Peronnet was non-committal on the future of the Vodafone Malta Foundation that carries out philanthropic work.

Monaco Telecom is 55% owned by French billionaire Xavier Niel, founder and largest shareholder of Paris-based Iliad, through his NJJ Group, with the rest of the shareholding in the hands of the government of Monaco.

The company is the primary telecommunications provider in Monaco and owns Epic, one of the largest communication companies in Cyprus.

Asked whether Vodafone customers, who today benefit from the company’s international reach, will experience any roll back in services, Peronnet said the intention was to bring technological innovation and improve things.

Monaco Telecom had more than 500 international roaming agreements, he added. “I don’t see any issue with this.”

On the company’s pricing policy, Peronnet said the company’s intention was to expand its footprint in Malta and so prices had to remain competitive.

Peronnet said Monaco Telecom will bring with it technological innovation, having been on the forefront in introducing 5G mobile network in Monaco, which he described as a highly demanding market.

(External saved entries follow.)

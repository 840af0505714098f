//! Remote side of the change service: an HTTP client and a `DocumentStore` built on it.

use std::marker::PhantomData;
use std::time::Duration;

use bytes::Bytes;
use futures::stream::BoxStream;
use futures::StreamExt;
use gantry_core::Resource;
use gantry_kubehub::{Document, DocumentStore, FeedEvent, FeedStream, StoreError};
use reqwest::StatusCode;
use serde::de::DeserializeOwned;
use serde::Deserialize;
use tracing::{debug, info, warn};

use crate::{EventType, ListResponse, WatchFrame, WatchResponse};

#[derive(thiserror::Error, Debug)]
pub enum ClientError {
    #[error("HTTP client error: {0}")]
    Http(#[from] reqwest::Error),
    #[error("change service unavailable: {0}")]
    Unavailable(String),
    #[error("unexpected status {status}: {message}")]
    Status { status: u16, message: String },
    /// The server ended the watch; re-list before watching again.
    #[error("watch terminated: {0}")]
    Terminated(String),
    #[error("malformed frame: {0}")]
    Decode(#[from] serde_json::Error),
}

impl From<ClientError> for StoreError {
    fn from(e: ClientError) -> Self {
        match &e {
            ClientError::Status { status: 401 | 403 | 404, .. } => StoreError::Fatal(e.to_string()),
            _ => StoreError::Transient(e.to_string()),
        }
    }
}

pub type WatchStream<R> = BoxStream<'static, Result<WatchResponse<R>, ClientError>>;

#[derive(Deserialize)]
struct ErrorBody {
    error_message: String,
}

#[derive(Clone)]
pub struct ChangeServiceClient {
    client: reqwest::Client,
    base_url: String,
}

impl ChangeServiceClient {
    pub fn new(base_url: &str) -> Result<Self, ClientError> {
        let client = reqwest::Client::builder().connect_timeout(Duration::from_secs(5)).build()?;
        Ok(Self { client, base_url: base_url.trim_end_matches('/').to_string() })
    }

    pub fn base_url(&self) -> &str { &self.base_url }

    pub async fn list<T: Resource>(&self) -> Result<Vec<T>, ClientError> {
        self.list_collection(T::KIND.collection()).await
    }

    pub async fn watch<T: Resource>(&self) -> Result<WatchStream<T>, ClientError> {
        self.watch_collection(T::KIND.collection()).await
    }

    pub async fn list_collection<R: DeserializeOwned>(&self, collection: &str) -> Result<Vec<R>, ClientError> {
        let url = format!("{}/v1/{}", self.base_url, collection);
        let resp = check(self.client.get(&url).send().await?).await?;
        Ok(resp.json::<ListResponse<R>>().await?.items)
    }

    /// Open a watch. The stream yields deltas until the server ends it; the last
    /// item is then always an error, `Terminated` for an orderly close.
    pub async fn watch_collection<R>(&self, collection: &str) -> Result<WatchStream<R>, ClientError>
    where
        R: DeserializeOwned + Send + 'static,
    {
        let url = format!("{}/v1/{}/watch", self.base_url, collection);
        let resp = check(self.client.get(&url).send().await?).await?;
        debug!(%url, "watch opened");
        let reader = FrameReader::<R> { body: resp.bytes_stream().boxed(), buf: Vec::new(), done: false, _marker: PhantomData };
        Ok(futures::stream::unfold(reader, |mut r| async move { r.next().await.map(|item| (item, r)) }).boxed())
    }

    /// `true` once every upstream feed of the service is live.
    pub async fn is_ready(&self) -> Result<bool, ClientError> {
        let resp = self.client.get(format!("{}/readyz", self.base_url)).send().await?;
        Ok(resp.status().is_success())
    }
}

async fn check(resp: reqwest::Response) -> Result<reqwest::Response, ClientError> {
    let status = resp.status();
    if status.is_success() {
        return Ok(resp);
    }
    let message = match resp.json::<ErrorBody>().await {
        Ok(body) => body.error_message,
        Err(_) => status.to_string(),
    };
    if status == StatusCode::SERVICE_UNAVAILABLE {
        Err(ClientError::Unavailable(message))
    } else {
        Err(ClientError::Status { status: status.as_u16(), message })
    }
}

/// Splits a chunked NDJSON body into watch frames.
struct FrameReader<R> {
    body: BoxStream<'static, reqwest::Result<Bytes>>,
    buf: Vec<u8>,
    done: bool,
    _marker: PhantomData<fn() -> R>,
}

impl<R: DeserializeOwned> FrameReader<R> {
    async fn next(&mut self) -> Option<Result<WatchResponse<R>, ClientError>> {
        loop {
            if self.done {
                return None;
            }
            if let Some(pos) = self.buf.iter().position(|b| *b == b'\n') {
                let line: Vec<u8> = self.buf.drain(..=pos).collect();
                let line = &line[..pos];
                if line.iter().all(u8::is_ascii_whitespace) {
                    continue;
                }
                return Some(match serde_json::from_slice::<WatchFrame<R>>(line) {
                    Ok(WatchFrame::Event(ev)) => Ok(ev),
                    Ok(WatchFrame::Error { message }) => {
                        self.done = true;
                        Err(ClientError::Terminated(message))
                    }
                    Err(e) => {
                        self.done = true;
                        Err(ClientError::Decode(e))
                    }
                });
            }
            match self.body.next().await {
                Some(Ok(chunk)) => self.buf.extend_from_slice(&chunk),
                Some(Err(e)) => {
                    self.done = true;
                    return Some(Err(ClientError::Http(e)));
                }
                None => {
                    self.done = true;
                    return Some(Err(ClientError::Terminated("stream closed without a terminal frame".into())));
                }
            }
        }
    }
}

/// A `DocumentStore` backed by a remote change service. Every (re)opened feed is a
/// fresh watch, and the adapter re-lists after each one, as the wire contract requires.
pub struct RemoteStore {
    client: ChangeServiceClient,
}

impl RemoteStore {
    pub fn new(client: ChangeServiceClient) -> Self {
        info!(server = %client.base_url(), "remote store configured");
        Self { client }
    }
}

fn document_id(body: &serde_json::Value) -> Option<String> {
    body.get("id").and_then(|v| v.as_str()).map(str::to_string)
}

fn feed_event(collection: &str, ev: WatchResponse<serde_json::Value>) -> Option<FeedEvent> {
    let Some(id) = document_id(&ev.resource) else {
        warn!(collection, "dropping watch event without an id");
        return None;
    };
    match ev.event_type {
        EventType::Create => Some(FeedEvent::insert(id, ev.resource)),
        EventType::Update => Some(FeedEvent::update(id, ev.resource)),
        EventType::Delete => Some(FeedEvent::delete(id, Some(ev.resource))),
        EventType::Unknown => {
            debug!(collection, id = %id, "skipping watch event of unknown type");
            None
        }
    }
}

#[async_trait::async_trait]
impl DocumentStore for RemoteStore {
    fn name(&self) -> &'static str { "remote" }

    async fn list(&self, collection: &str) -> Result<Vec<Document>, StoreError> {
        let items = self.client.list_collection::<serde_json::Value>(collection).await?;
        Ok(items
            .into_iter()
            .filter_map(|body| match document_id(&body) {
                Some(id) => Some(Document { id, body }),
                None => {
                    warn!(collection, "dropping listed item without an id");
                    None
                }
            })
            .collect())
    }

    async fn open_feed(&self, collection: &str) -> Result<FeedStream, StoreError> {
        let stream = self.client.watch_collection::<serde_json::Value>(collection).await?;
        let collection = collection.to_string();
        let mapped = stream.filter_map(move |item| {
            let out = match item {
                Ok(ev) => feed_event(&collection, ev).map(Ok),
                Err(e) => Some(Err(StoreError::from(e))),
            };
            futures::future::ready(out)
        });
        Ok(mapped.boxed())
    }
}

The company is also strong in the fixed line sector, delivering broadband in the markets where it operates.

Asked whether this meant that Monaco Telecom will also branch out into television, Peronnet was non-committal.

“In all of our markets we try to bring mobile and fixed communication, which is essentially broadband. We will bring innovation to mobile and broadband, which allows the possibility of introducing other services. Whether this comes with television we will see in the future,” Peronnet said.

He insisted the company was in this for the long term, with Malta fitting the market profile of its investment strategy.

“We know small markets well and we understand the exigencies of high-demand customers. Malta is important for us… we are in this for the long haul,” he said.